WHAT IS EXPECTED —
The lines to reproduce run from the first one below to the line containing "their standing instances", both included. Reproduce them exactly and nothing else.

--- DATA FOR THIS EXERCISE ---

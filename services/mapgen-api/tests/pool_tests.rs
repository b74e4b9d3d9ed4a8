//! Tests for the renderer pool and the per-style registry.
//!
//! Verifies:
//! 1. Engines are reused and the maximum is never exceeded
//! 2. Failed engine creation is retried on the next acquire
//! 3. Drain destroys idle engines now and loaned engines on release
//! 4. Idle eviction, the periodic sweep and registry bookkeeping
//! 5. Pinned pools keep their standing instances

use std::sync::Arc;
use std::time::{Duration, Instant};

use mapgen_api::eviction::EvictionTask;
use mapgen_api::registry::pool_key;
use mapgen_api::{AppState, EvictionPolicy, PoolConfig, PoolError, PoolRegistry, RendererPool};
use mapgen_common::{LngLat, RenderConfig, StyleDocument};
use renderer::TileRenderParams;
use test_utils::{wait_until, CountingEngineFactory};
use tokio_util::sync::CancellationToken;

fn style() -> Arc<StyleDocument> {
    Arc::new(StyleDocument::background_only("#ffffff"))
}

fn config(max_instances: usize) -> PoolConfig {
    PoolConfig {
        max_instances,
        min_instances: 1,
    }
}

fn pool(factory: &Arc<CountingEngineFactory>, max_instances: usize) -> Arc<RendererPool> {
    RendererPool::new(factory.clone(), style(), 1.0, config(max_instances))
}

/// Reclaim everything the policy allows, regardless of age.
fn sweep_now() -> EvictionPolicy {
    EvictionPolicy {
        engine_idle: Duration::ZERO,
        pool_idle: Duration::ZERO,
    }
}

fn params() -> TileRenderParams {
    TileRenderParams {
        center: LngLat::new(24.9, 60.5),
        width: 8,
        height: 8,
        zoom: 10.0,
        pitch: 0.0,
        bearing: 0.0,
        scale: 1.0,
    }
}

// ============================================================================
// Acquire and release
// ============================================================================

#[tokio::test]
async fn test_released_engine_is_reused() {
    let factory = Arc::new(CountingEngineFactory::new());
    let pool = pool(&factory, 4);

    let mut renderer = pool.acquire().await.unwrap();
    let tile = renderer.render(&params()).unwrap();
    assert_eq!((tile.width, tile.height), (8, 8));
    drop(renderer);

    let _again = pool.acquire().await.unwrap();
    assert_eq!(factory.counters().creates(), 1);
    assert_eq!(pool.stats().acquires, 2);
    assert_eq!(pool.stats().checked_out, 1);
}

#[tokio::test]
async fn test_acquire_waits_at_maximum() {
    let factory = Arc::new(CountingEngineFactory::new());
    let pool = pool(&factory, 2);

    let first = pool.acquire().await.unwrap();
    let _second = pool.acquire().await.unwrap();

    let waiting = tokio::time::timeout(Duration::from_millis(50), pool.acquire()).await;
    assert!(waiting.is_err(), "third acquire should wait while two are loaned");
    assert_eq!(pool.stats().total, 2);

    drop(first);
    let third = tokio::time::timeout(Duration::from_secs(2), pool.acquire()).await;
    assert!(matches!(third, Ok(Ok(_))));
    assert_eq!(factory.counters().creates(), 2);
}

#[tokio::test]
async fn test_failed_creation_is_retried() {
    let factory = Arc::new(CountingEngineFactory::new().failing_init(1));
    let pool = pool(&factory, 1);

    let first = pool.acquire().await;
    assert!(matches!(first, Err(PoolError::EngineInit(_))));
    assert_eq!(pool.stats().total, 0);

    // The failed attempt gave its slot back, so a pool of one still works
    let second = pool.acquire().await;
    assert!(second.is_ok());
    assert_eq!(factory.counters().create_attempts(), 2);
    assert_eq!(factory.counters().creates(), 1);
}

#[tokio::test]
async fn test_render_failure_keeps_engine() {
    let factory = Arc::new(CountingEngineFactory::new().failing_after(0));
    let pool = pool(&factory, 1);

    let mut renderer = pool.acquire().await.unwrap();
    assert!(renderer.render(&params()).is_err());
    drop(renderer);

    assert_eq!(pool.stats().idle, 1);
    assert_eq!(factory.counters().destroys(), 0);
}

// ============================================================================
// Drain and eviction
// ============================================================================

#[tokio::test]
async fn test_drain_destroys_idle_now_and_loaned_on_release() {
    let factory = Arc::new(CountingEngineFactory::new());
    let pool = pool(&factory, 4);
    let counters = factory.counters();

    let loaned = pool.acquire().await.unwrap();
    drop(pool.acquire().await.unwrap());
    assert_eq!(pool.stats().idle, 1);

    assert_eq!(pool.drain(), 1);
    assert_eq!(counters.destroys(), 1);
    assert!(matches!(pool.acquire().await, Err(PoolError::Drained)));

    drop(loaned);
    assert_eq!(pool.stats().total, 0);
    assert!(wait_until(Duration::from_secs(2), || counters.destroys() == 2).await);
    assert_eq!(counters.live(), 0);
}

#[tokio::test]
async fn test_release_after_drain_does_not_block_runtime() {
    let factory = Arc::new(CountingEngineFactory::new().with_destroy_delay(Duration::from_millis(300)));
    let pool = pool(&factory, 2);
    let counters = factory.counters();

    let loaned = pool.acquire().await.unwrap();
    assert_eq!(pool.drain(), 0);

    let start = Instant::now();
    drop(loaned);
    assert!(start.elapsed() < Duration::from_millis(150), "release waited for destroy");
    assert_eq!(counters.destroys(), 0);

    assert!(wait_until(Duration::from_secs(2), || counters.destroys() == 1).await);
}

#[tokio::test]
async fn test_drain_fails_waiting_acquires() {
    let factory = Arc::new(CountingEngineFactory::new());
    let pool = pool(&factory, 1);

    let _held = pool.acquire().await.unwrap();
    let waiter = {
        let pool = pool.clone();
        tokio::spawn(async move { pool.acquire().await.map(|_| ()) })
    };
    tokio::time::sleep(Duration::from_millis(20)).await;

    pool.drain();
    let result = tokio::time::timeout(Duration::from_secs(2), waiter).await.unwrap().unwrap();
    assert_eq!(result, Err(PoolError::Drained));
}

#[tokio::test]
async fn test_evict_idle_keeps_minimum() {
    let factory = Arc::new(CountingEngineFactory::new());
    let pool = pool(&factory, 4);

    assert_eq!(pool.warm(3).await.unwrap(), 3);
    assert_eq!(pool.stats().idle, 3);

    assert_eq!(pool.evict_idle(1, Duration::ZERO), 2);
    assert_eq!(pool.stats().idle, 1);
    assert_eq!(pool.stats().total, 1);
    assert_eq!(factory.counters().destroys(), 2);

    // Nothing further to evict
    assert_eq!(pool.evict_idle(1, Duration::ZERO), 0);
}

#[tokio::test]
async fn test_evict_idle_spares_recently_used_engines() {
    let factory = Arc::new(CountingEngineFactory::new());
    let pool = pool(&factory, 4);
    pool.warm(3).await.unwrap();

    // Too young to evict
    assert_eq!(pool.evict_idle(0, Duration::from_secs(3600)), 0);

    tokio::time::sleep(Duration::from_millis(60)).await;
    // Refresh one engine; the other two have been idle since warm-up
    drop(pool.acquire().await.unwrap());

    assert_eq!(pool.evict_idle(0, Duration::from_millis(40)), 2);
    assert_eq!(pool.stats().idle, 1);
    assert_eq!(factory.counters().creates(), 3);
}

#[tokio::test]
async fn test_warm_counts_existing_idle_engines() {
    let factory = Arc::new(CountingEngineFactory::new());
    let pool = pool(&factory, 4);

    pool.warm(2).await.unwrap();
    pool.warm(2).await.unwrap();
    assert_eq!(factory.counters().creates(), 2);
}

#[tokio::test(flavor = "multi_thread", worker_threads = 4)]
async fn test_concurrent_checkouts_are_exclusive_and_bounded() {
    let factory = Arc::new(CountingEngineFactory::new().with_render_delay(Duration::from_millis(5)));
    let pool = pool(&factory, 3);

    let mut tasks = Vec::new();
    for _ in 0..24 {
        let pool = pool.clone();
        tasks.push(tokio::spawn(async move {
            let mut renderer = pool.acquire().await.unwrap();
            tokio::task::spawn_blocking(move || renderer.render(&params()).map(|_| ()))
                .await
                .unwrap()
        }));
    }
    for task in tasks {
        task.await.unwrap().unwrap();
    }

    let counters = factory.counters();
    assert_eq!(counters.renders(), 24);
    assert_eq!(counters.exclusivity_violations(), 0);
    assert!(counters.max_in_flight() <= 3);
    assert!(counters.creates() <= 3);
    assert!(wait_until(Duration::from_secs(1), || pool.stats().checked_out == 0).await);
}

// ============================================================================
// Registry
// ============================================================================

#[tokio::test]
async fn test_registry_keys_by_style_and_scale() {
    let factory = Arc::new(CountingEngineFactory::new());
    let registry = PoolRegistry::new(factory, config(2));
    let style = style();

    let a = registry.get_or_create(&style, 1.0).unwrap();
    let b = registry.get_or_create(&style, 1.0).unwrap();
    let c = registry.get_or_create(&style, 2.0).unwrap();
    let other = Arc::new(StyleDocument::background_only("#000000"));
    let d = registry.get_or_create(&other, 1.0).unwrap();

    assert!(Arc::ptr_eq(&a, &b));
    assert!(!Arc::ptr_eq(&a, &c));
    assert!(!Arc::ptr_eq(&a, &d));
    assert_eq!(registry.len(), 3);
    assert_ne!(pool_key(&style, 1.0), pool_key(&style, 2.0));
}

#[tokio::test]
async fn test_registry_discard_replaces_pool() {
    let factory = Arc::new(CountingEngineFactory::new());
    let registry = PoolRegistry::new(factory.clone(), config(2));
    let style = style();

    let pool = registry.get_or_create(&style, 1.0).unwrap();
    drop(pool.acquire().await.unwrap());

    registry.discard(&pool);
    assert!(pool.is_drained());
    assert!(registry.is_empty());
    assert_eq!(factory.counters().live(), 0);

    let fresh = registry.get_or_create(&style, 1.0).unwrap();
    assert!(!Arc::ptr_eq(&pool, &fresh));
    assert!(fresh.acquire().await.is_ok());
}

#[tokio::test]
async fn test_registry_evicts_unused_pools_only() {
    let factory = Arc::new(CountingEngineFactory::new());
    let registry = PoolRegistry::new(factory.clone(), config(4));
    let style = style();

    let busy = registry.get_or_create(&style, 2.0).unwrap();
    let _loan = busy.acquire().await.unwrap();

    {
        let idle = registry.get_or_create(&style, 1.0).unwrap();
        idle.warm(3).await.unwrap();
    }

    let report = registry.evict(sweep_now());
    assert_eq!(report.pools_removed, 1);
    assert_eq!(report.instances_evicted, 3);
    assert_eq!(registry.len(), 1);
    assert!(!busy.is_drained());
}

#[tokio::test]
async fn test_registry_trims_idle_sets_of_live_pools() {
    let factory = Arc::new(CountingEngineFactory::new());
    let registry = PoolRegistry::new(factory.clone(), config(4));
    let pool = registry.get_or_create(&style(), 1.0).unwrap();
    pool.warm(3).await.unwrap();

    // Held by this test, so only trimmed, never removed
    let report = registry.evict(sweep_now());
    assert_eq!(report.pools_removed, 0);
    assert_eq!(report.instances_evicted, 2);
    assert_eq!(pool.stats().idle, 1);
}

#[tokio::test]
async fn test_pinned_pool_survives_idle_sweep() {
    let factory = Arc::new(CountingEngineFactory::new());
    let registry = PoolRegistry::new(factory.clone(), config(4));
    let style = style();

    registry.pin(&style, 1.0).unwrap().warm(2).await.unwrap();
    tokio::time::sleep(Duration::from_millis(20)).await;

    let report = registry.evict(sweep_now());
    assert_eq!(report.pools_removed, 0);
    assert_eq!(report.instances_evicted, 1);
    assert_eq!(registry.len(), 1);
    assert_eq!(factory.counters().live(), 1);

    // Same pool, still warm
    let pool = registry.get_or_create(&style, 1.0).unwrap();
    assert_eq!(pool.stats().idle, 1);
}

#[tokio::test]
async fn test_default_pool_keeps_standing_instance() {
    let factory = Arc::new(CountingEngineFactory::new());
    let config = RenderConfig {
        pool_max_instances: 2,
        pool_min_instances: 1,
        ..RenderConfig::default()
    };
    let state = AppState::new(config, factory.clone(), StyleDocument::background_only("#ffffff")).unwrap();

    state.warm_default_pool().await;
    assert_eq!(factory.counters().live(), 1);

    tokio::time::sleep(Duration::from_millis(20)).await;
    let report = state.jobs.registry().evict(sweep_now());
    assert_eq!(report, Default::default());
    assert_eq!(factory.counters().live(), 1);
    assert_eq!(state.jobs.registry().len(), 1);
}

#[tokio::test]
async fn test_eviction_task_rewarms_discarded_pinned_pool() {
    let factory = Arc::new(CountingEngineFactory::new());
    let registry = Arc::new(PoolRegistry::new(factory.clone(), config(4)));
    let style = style();

    let pool = registry.pin(&style, 1.0).unwrap();
    pool.warm(1).await.unwrap();
    registry.discard(&pool);
    assert_eq!(factory.counters().live(), 0);

    let shutdown = CancellationToken::new();
    let task = EvictionTask::new(registry.clone(), Duration::from_millis(20), Duration::ZERO);
    let handle = tokio::spawn(task.run_until(shutdown.clone()));

    assert!(wait_until(Duration::from_secs(2), || factory.counters().live() == 1).await);
    let fresh = registry.get_or_create(&style, 1.0).unwrap();
    assert!(!Arc::ptr_eq(&pool, &fresh));
    assert_eq!(fresh.stats().idle, 1);

    shutdown.cancel();
    tokio::time::timeout(Duration::from_secs(2), handle).await.unwrap().unwrap();
}

#[tokio::test]
async fn test_registry_drain_all_closes() {
    let factory = Arc::new(CountingEngineFactory::new());
    let registry = PoolRegistry::new(factory.clone(), config(2));
    let style = style();

    registry.get_or_create(&style, 1.0).unwrap().warm(2).await.unwrap();
    assert_eq!(registry.drain_all(), 2);
    assert_eq!(factory.counters().live(), 0);
    assert!(matches!(registry.get_or_create(&style, 1.0), Err(PoolError::Drained)));
}

#[tokio::test]
async fn test_eviction_task_sweeps_until_shutdown() {
    let factory = Arc::new(CountingEngineFactory::new());
    let registry = Arc::new(PoolRegistry::new(factory.clone(), config(4)));
    let pool = registry.get_or_create(&style(), 1.0).unwrap();
    pool.warm(3).await.unwrap();

    let shutdown = CancellationToken::new();
    let task = EvictionTask::new(registry.clone(), Duration::from_millis(20), Duration::from_secs(3600));
    let handle = tokio::spawn(task.run_until(shutdown.clone()));

    assert!(wait_until(Duration::from_secs(2), || pool.stats().idle == 1).await);
    assert_eq!(registry.len(), 1);

    shutdown.cancel();
    tokio::time::timeout(Duration::from_secs(2), handle).await.unwrap().unwrap();
}
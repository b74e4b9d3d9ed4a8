//! Common types and utilities shared across the map generator crates.

pub mod config;
pub mod error;
pub mod request;

pub use config::RenderConfig;
pub use error::{MapGenError, MapGenResult};
pub use request::{job_key, LngLat, RenderOptions, RenderRequest, StyleDocument};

---

YOUR RESPONSE —
filename services/mapgen-api/tests/pool_tests.rs
repository b74e4b9d3d9ed4a8
//! Tests for the renderer pool and the per-style registry.
//!
//! Verifies:
//! 1. Engines are reused and the maximum is never exceeded
//! 2. Failed engine creation is retried on the next acquire
//! 3. Drain destroys idle engines now and loaned engines on release
//! 4. Idle eviction, the periodic sweep and registry bookkeeping
//! 5. Pinned pools keep their standing instances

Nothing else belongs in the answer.